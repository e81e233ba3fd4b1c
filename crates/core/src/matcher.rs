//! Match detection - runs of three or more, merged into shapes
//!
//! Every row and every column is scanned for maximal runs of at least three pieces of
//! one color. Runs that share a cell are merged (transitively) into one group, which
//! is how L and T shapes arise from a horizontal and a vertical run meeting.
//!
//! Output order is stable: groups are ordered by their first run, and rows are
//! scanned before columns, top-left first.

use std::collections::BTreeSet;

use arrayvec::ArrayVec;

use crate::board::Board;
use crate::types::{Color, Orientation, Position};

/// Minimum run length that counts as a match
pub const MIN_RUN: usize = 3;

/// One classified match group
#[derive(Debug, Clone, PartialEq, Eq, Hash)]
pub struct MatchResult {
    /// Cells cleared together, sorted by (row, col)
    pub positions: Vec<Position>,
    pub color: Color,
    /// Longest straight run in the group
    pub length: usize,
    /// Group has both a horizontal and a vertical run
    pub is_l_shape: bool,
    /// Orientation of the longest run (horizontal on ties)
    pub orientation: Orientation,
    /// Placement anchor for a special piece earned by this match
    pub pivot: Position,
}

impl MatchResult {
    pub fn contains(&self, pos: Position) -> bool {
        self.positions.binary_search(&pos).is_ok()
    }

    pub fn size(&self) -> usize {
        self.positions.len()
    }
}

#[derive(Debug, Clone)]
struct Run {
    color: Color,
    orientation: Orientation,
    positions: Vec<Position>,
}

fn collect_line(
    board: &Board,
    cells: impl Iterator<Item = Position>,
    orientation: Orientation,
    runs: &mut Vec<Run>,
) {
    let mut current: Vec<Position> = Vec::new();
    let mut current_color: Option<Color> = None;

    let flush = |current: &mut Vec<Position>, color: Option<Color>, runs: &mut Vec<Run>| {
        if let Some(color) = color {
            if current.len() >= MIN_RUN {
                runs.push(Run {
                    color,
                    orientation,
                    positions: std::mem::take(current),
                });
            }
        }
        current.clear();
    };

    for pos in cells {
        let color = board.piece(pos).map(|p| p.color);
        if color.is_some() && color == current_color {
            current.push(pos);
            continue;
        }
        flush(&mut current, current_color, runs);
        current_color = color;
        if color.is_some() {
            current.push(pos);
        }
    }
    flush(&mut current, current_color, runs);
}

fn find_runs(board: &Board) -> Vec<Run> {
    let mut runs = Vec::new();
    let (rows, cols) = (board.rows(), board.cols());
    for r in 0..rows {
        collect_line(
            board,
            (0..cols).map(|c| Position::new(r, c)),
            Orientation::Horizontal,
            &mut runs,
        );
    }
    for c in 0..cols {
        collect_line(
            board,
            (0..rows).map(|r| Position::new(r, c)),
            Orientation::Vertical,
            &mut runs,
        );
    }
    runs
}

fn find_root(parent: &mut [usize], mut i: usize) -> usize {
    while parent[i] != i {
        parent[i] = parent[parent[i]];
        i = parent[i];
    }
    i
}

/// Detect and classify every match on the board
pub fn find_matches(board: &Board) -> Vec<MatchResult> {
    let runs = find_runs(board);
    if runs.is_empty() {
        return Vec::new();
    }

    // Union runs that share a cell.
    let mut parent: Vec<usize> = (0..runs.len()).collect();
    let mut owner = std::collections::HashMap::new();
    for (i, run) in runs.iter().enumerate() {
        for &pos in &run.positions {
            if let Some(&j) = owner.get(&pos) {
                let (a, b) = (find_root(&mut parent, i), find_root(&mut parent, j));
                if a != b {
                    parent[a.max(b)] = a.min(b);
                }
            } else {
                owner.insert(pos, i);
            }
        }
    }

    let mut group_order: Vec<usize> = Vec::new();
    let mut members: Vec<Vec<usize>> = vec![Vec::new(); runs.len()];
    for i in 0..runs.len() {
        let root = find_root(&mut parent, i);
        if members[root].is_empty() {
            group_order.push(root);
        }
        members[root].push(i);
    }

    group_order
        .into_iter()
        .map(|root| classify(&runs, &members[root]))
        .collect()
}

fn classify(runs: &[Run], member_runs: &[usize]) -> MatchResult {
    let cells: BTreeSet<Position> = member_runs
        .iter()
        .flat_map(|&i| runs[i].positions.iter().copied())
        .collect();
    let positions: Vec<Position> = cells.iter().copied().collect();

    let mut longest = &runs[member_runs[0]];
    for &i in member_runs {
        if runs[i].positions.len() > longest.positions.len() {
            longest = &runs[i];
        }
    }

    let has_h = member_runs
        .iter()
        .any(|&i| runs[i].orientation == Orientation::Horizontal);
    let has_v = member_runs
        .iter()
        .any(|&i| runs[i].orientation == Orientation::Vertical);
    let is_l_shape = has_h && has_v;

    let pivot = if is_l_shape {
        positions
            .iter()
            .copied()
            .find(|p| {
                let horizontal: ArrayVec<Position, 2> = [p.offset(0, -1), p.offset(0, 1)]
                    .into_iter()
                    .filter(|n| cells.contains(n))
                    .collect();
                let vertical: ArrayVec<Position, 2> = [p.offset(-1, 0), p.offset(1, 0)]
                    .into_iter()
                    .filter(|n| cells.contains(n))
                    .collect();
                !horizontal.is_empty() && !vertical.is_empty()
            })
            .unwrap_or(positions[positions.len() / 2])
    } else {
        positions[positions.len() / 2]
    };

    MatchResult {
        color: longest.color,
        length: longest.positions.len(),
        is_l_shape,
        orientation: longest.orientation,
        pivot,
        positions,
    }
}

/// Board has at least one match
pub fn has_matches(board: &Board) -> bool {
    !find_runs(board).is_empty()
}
□ □ □ □ □ □ □
EXERCISE OBJECTIVE
Print each record from the listing above exactly as it was given.

RESPONSE AREA
repository e81e233ba3fd4b1c
filename crates/core/src/matcher.rs
//! Match detection - runs of three or more, merged into shapes
//!
//! Every row and every column is scanned for maximal runs of at least three pieces of
//! one color. Runs that share a cell are merged (transitively) into one group, which
//! is how L and T shapes arise from a horizontal and a vertical run meeting.
//!
//! Output order is stable: groups are ordered by their first run, and rows are
//! scanned before columns, top-left first.

use std::collections::BTreeSet;

use arrayvec::ArrayVec;

use crate::board::Board;
use crate::types::{Color, Orientation, Position};

/// Minimum run length that counts as a match
pub const MIN_RUN: usize = 3;

/// One classified match group
#[derive(Debug, Clone, PartialEq, Eq, Hash)]
pub struct MatchResult {
    /// Cells cleared together, sorted by (row, col)
    pub positions: Vec<Position>,
    pub color: Color,
    /// Longest straight run in the group
    pub length: usize,
    /// Group has both a horizontal and a vertical run
    pub is_l_shape: bool,
    /// Orientation of the longest run (horizontal on ties)
    pub orientation: Orientation,
    /// Placement anchor for a special piece earned by this match
    pub pivot: Position,
}

impl MatchResult {
    pub fn contains(&self, pos: Position) -> bool {
        self.positions.binary_search(&pos).is_ok()
    }

    pub fn size(&self) -> usize {
        self.positions.len()
    }
}

#[derive(Debug, Clone)]
struct Run {
    color: Color,
    orientation: Orientation,
    positions: Vec<Position>,
}

fn collect_line(
    board: &Board,
    cells: impl Iterator<Item = Position>,
    orientation: Orientation,
    runs: &mut Vec<Run>,
) {
    let mut current: Vec<Position> = Vec::new();
    let mut current_color: Option<Color> = None;

    let flush = |current: &mut Vec<Position>, color: Option<Color>, runs: &mut Vec<Run>| {
        if let Some(color) = color {
            if current.len() >= MIN_RUN {
                runs.push(Run {
                    color,
                    orientation,
                    positions: std::mem::take(current),
                });
            }
        }
        current.clear();
    };

    for pos in cells {
        let color = board.piece(pos).map(|p| p.color);
        if color.is_some() && color == current_color {
            current.push(pos);
            continue;
        }
        flush(&mut current, current_color, runs);
        current_color = color;
        if color.is_some() {
            current.push(pos);
        }
    }
    flush(&mut current, current_color, runs);
}

fn find_runs(board: &Board) -> Vec<Run> {
    let mut runs = Vec::new();
    let (rows, cols) = (board.rows(), board.cols());
    for r in 0..rows {
        collect_line(
            board,
            (0..cols).map(|c| Position::new(r, c)),
            Orientation::Horizontal,
            &mut runs,
        );
    }
    for c in 0..cols {
        collect_line(
            board,
            (0..rows).map(|r| Position::new(r, c)),
            Orientation::Vertical,
            &mut runs,
        );
    }
    runs
}

fn find_root(parent: &mut [usize], mut i: usize) -> usize {
    while parent[i] != i {
        parent[i] = parent[parent[i]];
        i = parent[i];
    }
    i
}

/// Detect and classify every match on the board
pub fn find_matches(board: &Board) -> Vec<MatchResult> {
    let runs = find_runs(board);
    if runs.is_empty() {
        return Vec::new();
    }

    // Union runs that share a cell.
    let mut parent: Vec<usize> = (0..runs.len()).collect();
    let mut owner = std::collections::HashMap::new();
    for (i, run) in runs.iter().enumerate() {
        for &pos in &run.positions {
            if let Some(&j) = owner.get(&pos) {
                let (a, b) = (find_root(&mut parent, i), find_root(&mut parent, j));
                if a != b {
                    parent[a.max(b)] = a.min(b);
                }
            } else {
                owner.insert(pos, i);
            }
        }
    }

    let mut group_order: Vec<usize> = Vec::new();
    let mut members: Vec<Vec<usize>> = vec![Vec::new(); runs.len()];
    for i in 0..runs.len() {
        let root = find_root(&mut parent, i);
        if members[root].is_empty() {
            group_order.push(root);
        }
        members[root].push(i);
    }

    group_order
        .into_iter()
        .map(|root| classify(&runs, &members[root]))
        .collect()
}

fn classify(runs: &[Run], member_runs: &[usize]) -> MatchResult {
    let cells: BTreeSet<Position> = member_runs
        .iter()
        .flat_map(|&i| runs[i].positions.iter().copied())
        .collect();
    let positions: Vec<Position> = cells.iter().copied().collect();

    let mut longest = &runs[member_runs[0]];
    for &i in member_runs {
        if runs[i].positions.len() > longest.positions.len() {
            longest = &runs[i];
        }
    }

    let has_h = member_runs
        .iter()
        .any(|&i| runs[i].orientation == Orientation::Horizontal);
    let has_v = member_runs
        .iter()
        .any(|&i| runs[i].orientation == Orientation::Vertical);
    let is_l_shape = has_h && has_v;

    let pivot = if is_l_shape {
        positions
            .iter()
            .copied()
            .find(|p| {
                let horizontal: ArrayVec<Position, 2> = [p.offset(0, -1), p.offset(0, 1)]
                    .into_iter()
                    .filter(|n| cells.contains(n))
                    .collect();
                let vertical: ArrayVec<Position, 2> = [p.offset(-1, 0), p.offset(1, 0)]
                    .into_iter()
                    .filter(|n| cells.contains(n))
                    .collect();
                !horizontal.is_empty() && !vertical.is_empty()
            })
            .unwrap_or(positions[positions.len() / 2])
    } else {
        positions[positions.len() / 2]
    };

    MatchResult {
        color: longest.color,
        length: longest.positions.len(),
        is_l_shape,
        orientation: longest.orientation,
        pivot,
        positions,
    }
}

/// Board has at least one match
pub fn has_matches(board: &Board) -> bool {
    !find_runs(board).is_empty()
}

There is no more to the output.